_What is being asked_:
In the entries below, find the lines that contain the word "Serialize" and copy them.

_Study material_:
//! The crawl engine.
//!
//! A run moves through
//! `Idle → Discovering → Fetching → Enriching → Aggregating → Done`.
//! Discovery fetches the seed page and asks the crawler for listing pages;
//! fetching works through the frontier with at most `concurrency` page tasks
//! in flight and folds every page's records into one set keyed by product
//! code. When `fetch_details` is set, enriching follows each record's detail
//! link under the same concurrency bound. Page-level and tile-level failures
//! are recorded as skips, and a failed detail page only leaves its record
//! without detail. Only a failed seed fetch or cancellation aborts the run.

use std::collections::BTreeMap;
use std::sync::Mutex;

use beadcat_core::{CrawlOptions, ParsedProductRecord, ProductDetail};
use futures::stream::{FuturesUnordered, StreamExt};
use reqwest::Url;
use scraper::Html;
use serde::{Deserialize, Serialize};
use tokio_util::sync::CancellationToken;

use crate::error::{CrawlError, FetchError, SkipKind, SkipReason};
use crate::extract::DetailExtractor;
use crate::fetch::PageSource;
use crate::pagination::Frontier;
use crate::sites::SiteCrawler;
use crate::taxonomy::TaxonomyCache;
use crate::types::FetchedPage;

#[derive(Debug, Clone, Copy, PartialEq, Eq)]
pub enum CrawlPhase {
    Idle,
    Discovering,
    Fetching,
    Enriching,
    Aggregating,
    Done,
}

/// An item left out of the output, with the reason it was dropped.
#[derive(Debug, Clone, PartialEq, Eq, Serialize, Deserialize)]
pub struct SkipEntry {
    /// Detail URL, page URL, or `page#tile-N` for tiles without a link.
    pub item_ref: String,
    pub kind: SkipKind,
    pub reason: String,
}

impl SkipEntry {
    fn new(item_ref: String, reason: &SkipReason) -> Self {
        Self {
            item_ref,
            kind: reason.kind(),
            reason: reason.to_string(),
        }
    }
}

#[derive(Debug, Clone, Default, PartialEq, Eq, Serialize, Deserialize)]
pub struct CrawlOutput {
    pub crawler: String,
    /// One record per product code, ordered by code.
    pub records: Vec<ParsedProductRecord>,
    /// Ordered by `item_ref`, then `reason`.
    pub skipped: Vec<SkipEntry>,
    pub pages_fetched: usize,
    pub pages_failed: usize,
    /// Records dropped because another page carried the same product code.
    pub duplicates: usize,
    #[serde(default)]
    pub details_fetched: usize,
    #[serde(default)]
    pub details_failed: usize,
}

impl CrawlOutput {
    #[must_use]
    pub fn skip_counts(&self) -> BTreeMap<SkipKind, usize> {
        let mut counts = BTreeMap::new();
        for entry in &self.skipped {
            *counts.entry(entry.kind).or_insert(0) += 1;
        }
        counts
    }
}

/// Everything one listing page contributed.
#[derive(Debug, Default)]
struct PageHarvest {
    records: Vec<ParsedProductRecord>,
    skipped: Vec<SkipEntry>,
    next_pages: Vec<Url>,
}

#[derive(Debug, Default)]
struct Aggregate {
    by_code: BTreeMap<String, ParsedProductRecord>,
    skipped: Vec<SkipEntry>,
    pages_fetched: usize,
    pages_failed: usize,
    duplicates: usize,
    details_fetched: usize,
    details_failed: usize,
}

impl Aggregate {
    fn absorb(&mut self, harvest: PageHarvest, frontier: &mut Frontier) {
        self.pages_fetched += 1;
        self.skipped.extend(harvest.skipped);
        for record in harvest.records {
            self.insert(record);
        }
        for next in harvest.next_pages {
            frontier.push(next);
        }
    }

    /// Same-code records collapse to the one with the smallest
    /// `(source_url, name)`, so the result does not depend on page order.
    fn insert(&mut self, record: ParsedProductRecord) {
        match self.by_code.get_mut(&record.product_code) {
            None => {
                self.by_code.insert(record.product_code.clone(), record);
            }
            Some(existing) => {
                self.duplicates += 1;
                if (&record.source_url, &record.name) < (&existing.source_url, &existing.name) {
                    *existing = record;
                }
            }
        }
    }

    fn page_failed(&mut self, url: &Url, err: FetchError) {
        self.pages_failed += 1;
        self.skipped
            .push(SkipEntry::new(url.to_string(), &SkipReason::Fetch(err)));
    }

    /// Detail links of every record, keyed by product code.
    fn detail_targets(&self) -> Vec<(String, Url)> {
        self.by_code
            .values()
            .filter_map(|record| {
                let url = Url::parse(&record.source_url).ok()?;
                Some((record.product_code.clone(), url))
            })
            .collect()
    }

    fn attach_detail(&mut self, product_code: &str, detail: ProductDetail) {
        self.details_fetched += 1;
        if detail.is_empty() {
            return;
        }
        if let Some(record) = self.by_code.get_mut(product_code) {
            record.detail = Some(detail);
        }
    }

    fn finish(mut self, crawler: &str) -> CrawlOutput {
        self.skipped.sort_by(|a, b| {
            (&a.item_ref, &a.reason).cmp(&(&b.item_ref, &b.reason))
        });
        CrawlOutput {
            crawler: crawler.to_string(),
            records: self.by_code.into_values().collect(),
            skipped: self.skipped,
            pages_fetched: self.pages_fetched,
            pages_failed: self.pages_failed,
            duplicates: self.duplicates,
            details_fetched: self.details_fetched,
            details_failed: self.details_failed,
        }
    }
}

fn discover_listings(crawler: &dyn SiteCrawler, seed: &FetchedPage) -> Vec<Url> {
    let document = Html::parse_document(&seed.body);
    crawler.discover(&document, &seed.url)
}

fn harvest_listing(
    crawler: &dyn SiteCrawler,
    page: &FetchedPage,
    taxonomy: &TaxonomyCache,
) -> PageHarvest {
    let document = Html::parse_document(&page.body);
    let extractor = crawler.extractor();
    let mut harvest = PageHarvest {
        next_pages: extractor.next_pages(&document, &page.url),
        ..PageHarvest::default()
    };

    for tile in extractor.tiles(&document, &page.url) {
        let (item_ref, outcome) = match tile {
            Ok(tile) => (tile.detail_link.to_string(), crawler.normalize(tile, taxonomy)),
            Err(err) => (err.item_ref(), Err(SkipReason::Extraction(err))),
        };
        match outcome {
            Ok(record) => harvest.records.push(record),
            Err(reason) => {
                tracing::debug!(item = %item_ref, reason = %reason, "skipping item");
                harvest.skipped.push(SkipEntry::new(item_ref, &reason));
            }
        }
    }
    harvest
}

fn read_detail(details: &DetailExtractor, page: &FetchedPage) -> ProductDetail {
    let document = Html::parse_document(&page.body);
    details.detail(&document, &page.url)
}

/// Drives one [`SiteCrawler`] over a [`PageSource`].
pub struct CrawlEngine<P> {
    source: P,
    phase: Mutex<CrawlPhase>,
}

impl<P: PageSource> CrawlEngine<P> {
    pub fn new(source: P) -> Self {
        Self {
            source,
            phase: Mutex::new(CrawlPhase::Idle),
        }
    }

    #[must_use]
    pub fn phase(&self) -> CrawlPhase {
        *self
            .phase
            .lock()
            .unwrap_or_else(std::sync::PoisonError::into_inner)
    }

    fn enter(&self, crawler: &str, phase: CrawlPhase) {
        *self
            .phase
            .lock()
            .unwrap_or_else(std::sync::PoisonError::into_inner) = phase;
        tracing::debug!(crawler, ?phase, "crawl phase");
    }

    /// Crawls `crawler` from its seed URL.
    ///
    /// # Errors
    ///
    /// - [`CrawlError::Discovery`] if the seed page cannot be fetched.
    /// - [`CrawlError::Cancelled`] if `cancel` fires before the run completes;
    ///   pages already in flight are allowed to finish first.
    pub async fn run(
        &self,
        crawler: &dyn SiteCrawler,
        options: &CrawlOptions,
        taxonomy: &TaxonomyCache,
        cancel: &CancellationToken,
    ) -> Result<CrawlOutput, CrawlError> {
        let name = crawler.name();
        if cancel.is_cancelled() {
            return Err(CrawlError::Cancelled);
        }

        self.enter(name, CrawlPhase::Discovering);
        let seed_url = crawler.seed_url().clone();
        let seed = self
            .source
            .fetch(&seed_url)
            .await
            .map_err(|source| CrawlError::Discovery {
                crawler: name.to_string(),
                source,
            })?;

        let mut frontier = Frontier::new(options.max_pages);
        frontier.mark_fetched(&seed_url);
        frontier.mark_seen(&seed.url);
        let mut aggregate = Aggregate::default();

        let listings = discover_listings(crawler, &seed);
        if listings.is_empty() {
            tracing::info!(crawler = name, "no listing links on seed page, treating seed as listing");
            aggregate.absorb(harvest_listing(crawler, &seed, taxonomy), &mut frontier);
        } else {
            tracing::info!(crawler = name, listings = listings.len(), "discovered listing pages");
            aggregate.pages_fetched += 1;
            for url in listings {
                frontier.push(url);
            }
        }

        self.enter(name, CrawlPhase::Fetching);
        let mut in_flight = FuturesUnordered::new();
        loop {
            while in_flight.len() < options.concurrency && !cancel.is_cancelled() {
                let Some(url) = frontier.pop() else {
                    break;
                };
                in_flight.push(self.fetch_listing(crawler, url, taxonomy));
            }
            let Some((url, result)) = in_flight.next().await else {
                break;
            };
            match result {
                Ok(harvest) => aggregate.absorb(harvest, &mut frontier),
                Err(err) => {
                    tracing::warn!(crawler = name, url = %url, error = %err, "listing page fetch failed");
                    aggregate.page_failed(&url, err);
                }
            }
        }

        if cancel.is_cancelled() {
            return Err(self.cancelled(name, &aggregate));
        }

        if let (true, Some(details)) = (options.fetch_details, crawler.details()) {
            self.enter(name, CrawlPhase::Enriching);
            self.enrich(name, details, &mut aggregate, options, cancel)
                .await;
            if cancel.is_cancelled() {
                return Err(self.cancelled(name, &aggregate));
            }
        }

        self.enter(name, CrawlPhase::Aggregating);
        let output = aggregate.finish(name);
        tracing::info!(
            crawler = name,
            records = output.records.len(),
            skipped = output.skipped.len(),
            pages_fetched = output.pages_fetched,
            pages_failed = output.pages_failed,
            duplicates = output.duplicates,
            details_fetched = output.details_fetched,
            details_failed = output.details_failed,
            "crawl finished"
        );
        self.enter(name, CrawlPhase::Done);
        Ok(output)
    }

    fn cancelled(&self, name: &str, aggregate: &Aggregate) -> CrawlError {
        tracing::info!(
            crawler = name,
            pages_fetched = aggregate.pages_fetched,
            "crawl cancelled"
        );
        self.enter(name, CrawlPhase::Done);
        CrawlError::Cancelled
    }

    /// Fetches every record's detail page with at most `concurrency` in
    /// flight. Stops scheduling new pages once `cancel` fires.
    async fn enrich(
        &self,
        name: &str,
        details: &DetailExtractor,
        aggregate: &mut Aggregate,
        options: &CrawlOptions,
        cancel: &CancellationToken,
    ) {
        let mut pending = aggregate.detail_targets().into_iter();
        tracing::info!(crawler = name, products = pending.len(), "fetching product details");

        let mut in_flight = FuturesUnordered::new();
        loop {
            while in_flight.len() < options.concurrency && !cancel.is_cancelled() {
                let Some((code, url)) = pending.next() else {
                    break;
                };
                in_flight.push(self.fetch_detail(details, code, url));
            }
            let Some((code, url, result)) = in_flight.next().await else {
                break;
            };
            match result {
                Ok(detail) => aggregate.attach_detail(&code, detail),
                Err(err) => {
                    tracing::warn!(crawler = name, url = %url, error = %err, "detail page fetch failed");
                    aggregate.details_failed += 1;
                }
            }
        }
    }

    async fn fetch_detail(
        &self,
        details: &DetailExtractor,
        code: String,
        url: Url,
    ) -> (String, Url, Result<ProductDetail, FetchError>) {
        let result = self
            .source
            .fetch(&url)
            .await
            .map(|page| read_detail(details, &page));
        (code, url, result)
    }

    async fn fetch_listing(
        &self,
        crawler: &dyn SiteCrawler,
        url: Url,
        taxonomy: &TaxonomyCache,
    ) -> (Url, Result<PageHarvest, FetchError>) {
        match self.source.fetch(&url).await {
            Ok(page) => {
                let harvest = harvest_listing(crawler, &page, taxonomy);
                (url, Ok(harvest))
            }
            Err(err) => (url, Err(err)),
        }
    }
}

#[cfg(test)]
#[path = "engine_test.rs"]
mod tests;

_Written answer_:
use serde::{Deserialize, Serialize};
#[derive(Debug, Clone, PartialEq, Eq, Serialize, Deserialize)]
#[derive(Debug, Clone, Default, PartialEq, Eq, Serialize, Deserialize)]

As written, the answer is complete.